Cet article est une analyse critique de la vidéo de Ted B [ https://www.youtube.com/watch?v=AIPbufcgyDg ] qui pose les bases introductives d’une théorie économique africaine. Quand votre œuvre est critiquée, cela signifie a minima qu’elle n’est pas passée inaperçue. J’espère donc qu’il ne m’en tiendra pas rigueur…

Je connaissais déjà plus ou moins la pensée de Ted avant sa vidéo. Et l’impression que j’ai toujours eue, c’est que cette pensée part du postulat selon lequel les Africains sont des êtres à part qui intrinsèquement sont différents des non africains (et cette différence est au fond à l’avantage des Africains). Et c’est encore ce postulat qui sous-tend cette théorie économique africaine. Bien sûr, moi je pense que les Africains ne sont pas différents des autres.

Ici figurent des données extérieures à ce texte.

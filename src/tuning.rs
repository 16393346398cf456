//! Data-driven game constants
//!
//! [`Tuning`] mirrors every design constant the simulation reads. The
//! defaults are the shipped values; a JSON document can override any subset
//! (missing keys keep their defaults).

use serde::{Deserialize, Serialize};

use crate::error::{TuningResult, require_non_negative, require_positive};

/// Runtime-readable gameplay configuration.
#[derive(Debug, Clone, PartialEq, Serialize, Deserialize)]
#[serde(default)]
pub struct Tuning {
    // Player
    pub player_health: i32,
    pub player_base_mass: f32,
    pub player_linear_damping: f32,
    pub thrust_modifier: f32,
    pub boost_multiplier: f32,
    pub reverse_thrust: f32,
    pub shoot_wait_ticks: u32,
    pub deposit_wait_ticks: i32,
    pub player_bullet_speed: f32,
    pub player_bullet_lifetime_secs: f32,
    /// Held cargo mass is divided by this before being added to the ship
    pub cargo_mass_divisor: f32,

    // Orb attraction field (around the player)
    pub orb_field_strength: f32,
    pub orb_field_scale: f32,
    pub orb_field_radius: f32,

    // Orbs
    pub orb_lifetime_secs: f32,
    pub orb_cargo_mass: f32,
    pub orb_restitution: f32,
    /// Fragments and orbs scatter by an offset in [-scatter, scatter]
    pub scatter_offset: f32,
    /// Scatter velocity = offset * this
    pub scatter_speed: f32,

    // Asteroids
    pub asteroid_mass: f32,
    pub asteroid_spin_max: f32,

    // Enemy
    pub enemy_health: i32,
    pub enemy_max_speed: f32,
    pub enemy_detect_range: f32,
    pub enemy_firing_range: f32,
    pub enemy_leash_range: f32,
    pub enemy_circling_radius: f32,
    pub enemy_radial_gain: f32,
    pub enemy_tangential_gain: f32,
    pub enemy_angular_speed: f32,
    pub enemy_shooting_interval: u32,
    pub enemy_bullet_speed: f32,
    pub enemy_bullet_lifetime_secs: f32,
    pub enemy_linear_damping: f32,

    // Drone
    pub drone_acquire_range: f32,
    pub drone_leash_range: f32,
    pub drone_firing_range: f32,
    pub drone_speed: f32,
    pub drone_shooting_interval: u32,

    // Cargo hold
    pub hold_gravity: f32,
    pub hold_insert_x: f32,
    pub hold_insert_y: f32,
    pub hold_jitter: f32,
    pub deposit_animation_ticks: u32,
    pub held_orb_fade_secs: f32,
    pub deposit_label_secs: f32,

    // Effects
    pub hit_effect_secs: f32,
    pub hit_flash_ticks: u32,

    // Collision
    pub contact_slop: f32,
    pub out_of_bounds_margin: f32,

    // Grab spring
    pub grab_frequency: f32,
    pub grab_damping: f32,

    // Layout
    pub initial_asteroids: u32,
}

impl Default for Tuning {
    fn default() -> Self {
        Self {
            player_health: 10,
            player_base_mass: 1.0,
            player_linear_damping: 1.0,
            thrust_modifier: 5.0,
            boost_multiplier: 2.0,
            reverse_thrust: 1.0,
            shoot_wait_ticks: 15,
            deposit_wait_ticks: 7,
            player_bullet_speed: 500.0,
            player_bullet_lifetime_secs: 15.0,
            cargo_mass_divisor: 10.0,

            orb_field_strength: 5.0,
            orb_field_scale: 150.0,
            orb_field_radius: 600.0,

            orb_lifetime_secs: 15.0,
            orb_cargo_mass: 0.1,
            orb_restitution: 0.7,
            scatter_offset: 15.0,
            scatter_speed: 10.0,

            asteroid_mass: 1.0,
            asteroid_spin_max: 1.0,

            enemy_health: 5,
            enemy_max_speed: 100.0,
            enemy_detect_range: 400.0,
            enemy_firing_range: 300.0,
            enemy_leash_range: 600.0,
            enemy_circling_radius: 200.0,
            enemy_radial_gain: 0.002,
            enemy_tangential_gain: 0.05,
            enemy_angular_speed: 1.5,
            enemy_shooting_interval: 40,
            enemy_bullet_speed: 500.0,
            enemy_bullet_lifetime_secs: 5.0,
            enemy_linear_damping: 0.5,

            drone_acquire_range: 400.0,
            drone_leash_range: 600.0,
            drone_firing_range: 300.0,
            drone_speed: 100.0,
            drone_shooting_interval: 120,

            hold_gravity: 600.0,
            hold_insert_x: 25.0,
            hold_insert_y: 200.0,
            hold_jitter: 2.0,
            deposit_animation_ticks: 4,
            held_orb_fade_secs: 2.0,
            deposit_label_secs: 4.0,

            hit_effect_secs: 0.2,
            hit_flash_ticks: 6,

            contact_slop: 0.5,
            out_of_bounds_margin: 200.0,

            grab_frequency: 1.0,
            grab_damping: 0.0,

            initial_asteroids: 100,
        }
    }
}

impl Tuning {
    /// Parse a (possibly partial) JSON document and validate the result
    pub fn from_json(json: &str) -> TuningResult<Self> {
        let tuning: Tuning = serde_json::from_str(json)?;
        tuning.validate()?;
        log::info!("Loaded tuning overrides");
        Ok(tuning)
    }

    /// Check every value the simulation relies on being in range
    pub fn validate(&self) -> TuningResult<()> {
        require_positive("player_base_mass", self.player_base_mass)?;
        require_positive("asteroid_mass", self.asteroid_mass)?;
        require_positive("orb_cargo_mass", self.orb_cargo_mass)?;
        require_positive("cargo_mass_divisor", self.cargo_mass_divisor)?;
        require_positive("player_bullet_speed", self.player_bullet_speed)?;
        require_positive("enemy_bullet_speed", self.enemy_bullet_speed)?;
        require_positive("enemy_max_speed", self.enemy_max_speed)?;
        require_positive("drone_speed", self.drone_speed)?;
        require_positive("grab_frequency", self.grab_frequency)?;
        require_positive("player_health", self.player_health as f32)?;
        require_positive("enemy_health", self.enemy_health as f32)?;
        require_non_negative("player_linear_damping", self.player_linear_damping)?;
        require_non_negative("enemy_linear_damping", self.enemy_linear_damping)?;
        require_non_negative("grab_damping", self.grab_damping)?;
        require_non_negative("contact_slop", self.contact_slop)?;
        require_non_negative("hold_jitter", self.hold_jitter)?;
        require_non_negative("scatter_offset", self.scatter_offset)?;
        Ok(())
    }

    /// Player bullet lifetime in ticks
    pub fn player_bullet_ticks(&self) -> u32 {
        crate::secs_to_ticks(self.player_bullet_lifetime_secs)
    }

    /// Enemy bullet lifetime in ticks
    pub fn enemy_bullet_ticks(&self) -> u32 {
        crate::secs_to_ticks(self.enemy_bullet_lifetime_secs)
    }

    /// Loose orb lifetime in ticks
    pub fn orb_lifetime_ticks(&self) -> u32 {
        crate::secs_to_ticks(self.orb_lifetime_secs)
    }
}

#[cfg(test)]
mod tests {
    use super::*;
    use crate::TuningError;

    #[test]
    fn test_defaults_validate() {
        assert!(Tuning::default().validate().is_ok());
    }

    #[test]
    fn test_partial_override() {
        let tuning = Tuning::from_json(r#"{ "enemy_max_speed": 150.0, "shoot_wait_ticks": 5 }"#)
            .expect("valid tuning");
        assert_eq!(tuning.enemy_max_speed, 150.0);
        assert_eq!(tuning.shoot_wait_ticks, 5);
        // Untouched keys keep defaults
        assert_eq!(tuning.enemy_firing_range, 300.0);
    }

    #[test]
    fn test_rejects_zero_mass() {
        let err = Tuning::from_json(r#"{ "player_base_mass": 0.0 }"#).unwrap_err();
        assert!(matches!(
            err,
            TuningError::OutOfRange {
                name: "player_base_mass",
                ..
            }
        ));
    }

    #[test]
    fn test_rejects_malformed_json() {
        let err = Tuning::from_json("{ not json").unwrap_err();
        assert!(matches!(err, TuningError::Parse(_)));
    }

    #[test]
    fn test_lifetime_ticks() {
        let tuning = Tuning::default();
        assert_eq!(tuning.player_bullet_ticks(), 900);
        assert_eq!(tuning.enemy_bullet_ticks(), 300);
        assert_eq!(tuning.orb_lifetime_ticks(), 900);
    }
}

Je pense notamment que les humains, Africains, comme non africains, fonctionnent de manière rationnelle. Comme on dit, « si tu vois le crocodile acheter un pantalon, c’est qu’il sait où il va mettre sa queue ». Un raisonnement s’appuie sur des postulats, et se développe de manière logique. Les postulats peuvent être plus ou moins « vrais ». Quand la terre était plate ou que le soleil tournait autour de la terre, ceux qui réfléchissaient à partir de ces postulats n’en raisonnaient pas moins. Bien sûr, ceux qui raisonnent à partir du fait que la terre est ronde ont plus raison que les précédents, mais les deux groupes opéraient de manière rationnelle. Un raisonnement rationnel ne signifie donc pas que le résultat est forcément le bon et universel. Un raisonnement peut par exemple s’appuyer sur des croyances ou des traditions.

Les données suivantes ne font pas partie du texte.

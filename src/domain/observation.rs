//! Raw hourly funding-rate observations.

use crate::domain::error::MalformedValue;
use crate::domain::hour::floor_to_hour;
use chrono::NaiveDateTime;

/// One funding-rate sample for `(timestamp_hour, symbol, exchange)`.
/// `rate` is `None` when the exchange reported nothing for that hour.
#[derive(Debug, Clone, PartialEq)]
pub struct Observation {
    pub timestamp_hour: NaiveDateTime,
    pub symbol: String,
    pub exchange: String,
    pub rate: Option<f64>,
}

impl Observation {
    /// Timestamp is floored to its hour; non-finite rates become `None`.
    pub fn new(
        timestamp: NaiveDateTime,
        symbol: impl Into<String>,
        exchange: impl Into<String>,
        rate: Option<f64>,
    ) -> Self {
        Self {
            timestamp_hour: floor_to_hour(timestamp),
            symbol: symbol.into(),
            exchange: exchange.into(),
            rate: rate.filter(|r| r.is_finite()),
        }
    }

    /// Build from an unparsed rate. A malformed rate is logged and stored
    /// as absent; the observation itself is always produced.
    pub fn from_raw(
        timestamp: NaiveDateTime,
        symbol: impl Into<String>,
        exchange: impl Into<String>,
        raw_rate: Option<&str>,
    ) -> Self {
        let symbol = symbol.into();
        let exchange = exchange.into();
        let rate = match raw_rate.map(parse_rate).transpose() {
            Ok(rate) => rate.flatten(),
            Err(e) => {
                log::warn!("{symbol}@{exchange} {timestamp}: {e}, treating as null");
                None
            }
        };
        Self::new(timestamp, symbol, exchange, rate)
    }
}

/// Parse a raw rate string. Empty strings and the usual null spellings are
/// an absent rate, not an error.
pub fn parse_rate(raw: &str) -> Result<Option<f64>, MalformedValue> {
    let trimmed = raw.trim();
    if trimmed.is_empty() {
        return Ok(None);
    }
    match trimmed.to_ascii_lowercase().as_str() {
        "null" | "none" | "nan" | "na" => return Ok(None),
        _ => {}
    }
    let value: f64 = trimmed.parse().map_err(|e: std::num::ParseFloatError| MalformedValue {
        raw: raw.to_string(),
        reason: e.to_string(),
    })?;
    if !value.is_finite() {
        return Err(MalformedValue {
            raw: raw.to_string(),
            reason: "rate is not finite".to_string(),
        });
    }
    Ok(Some(value))
}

Par exemple, on peut prédire que le père ultra catholique ne réagira pas très bien si son fils revient lui dire qu’il est homo. On sait aussi que celui qui croit à la sorcellerie aura tendance à aller voir des marabouts au lieu d’aller à l’hôpital. Ce sont des raisonnements rationnels, basés sur leurs croyances. Il en est de même des traditions. Le jeune homme qui vit au Cameroun, quand il veut se marier, va chercher à comment faire pour payer la dot, alors que celui qui vit en Colombie ne se posera même pas ce type de questions.

Mais ni les traditions, ni les croyances ne sont innées. Elles s’acquièrent. Toutes. Elles s’acquièrent de ceux qui nous les transmettent qui eux même les acquièrent de ceux qui leur ont transmis, ainsi de suite jusqu’aux initiateurs de la pratique, qui eux ont adopté cette pratique pour de bonnes ou de mauvaises raisons (ici on voit encore, que même l’acquisition d’une nouvelle tradition est une affaire rationnelle). Il n’y a donc pas de spécificité intrinsèque de l’Africain. Toute spécificité ne pouvant découler que de pratiques adoptées rationnellement. Ceci signifiant qu’un non Africain, placé dans les mêmes conditions agirait de même, ou un Africain, placé dans d’autres conditions, agirait autrement. Ceci signifiant aussi, qu’il ne faut pas aller à la recherche des pratiques africaines ancestrales comme s’il s’agissait d’un graal (puisqu’elles ont été adoptées en temps et en heure pour telle ou telle raison, et que si ces raisons changent, il est normal que les pratiques changent).

Si j’ai bien compris, dans la vidéo, des affirmations sont émises, et un modèle est et sera ensuite développé pour modéliser la réalité derrière ces affirmations. Ces affirmations sont descriptives et ont pour but de décrire quelle est la réalité des pratiques économiques en Afrique. On l’a vu, ces pratiques se basent sur un raisonnement qui lui-même se basent sur des croyances, des traditions et autres données sociologiques. L’erreur commise par l’auteur de la vidéo, c’est de ne pas avoir analysé la raison de ces pratiques, et de les avoir prises comme constituantes d’une identité africaine. Analysons à travers les deux premiers exemples censés étayer l’affirmation « l’Africain, contrairement aux Occidentaux, a un rapport aux autres basé sur la proximité (ethnie ?) et cela se traduit dans les pratiques économiques quotidiennes ».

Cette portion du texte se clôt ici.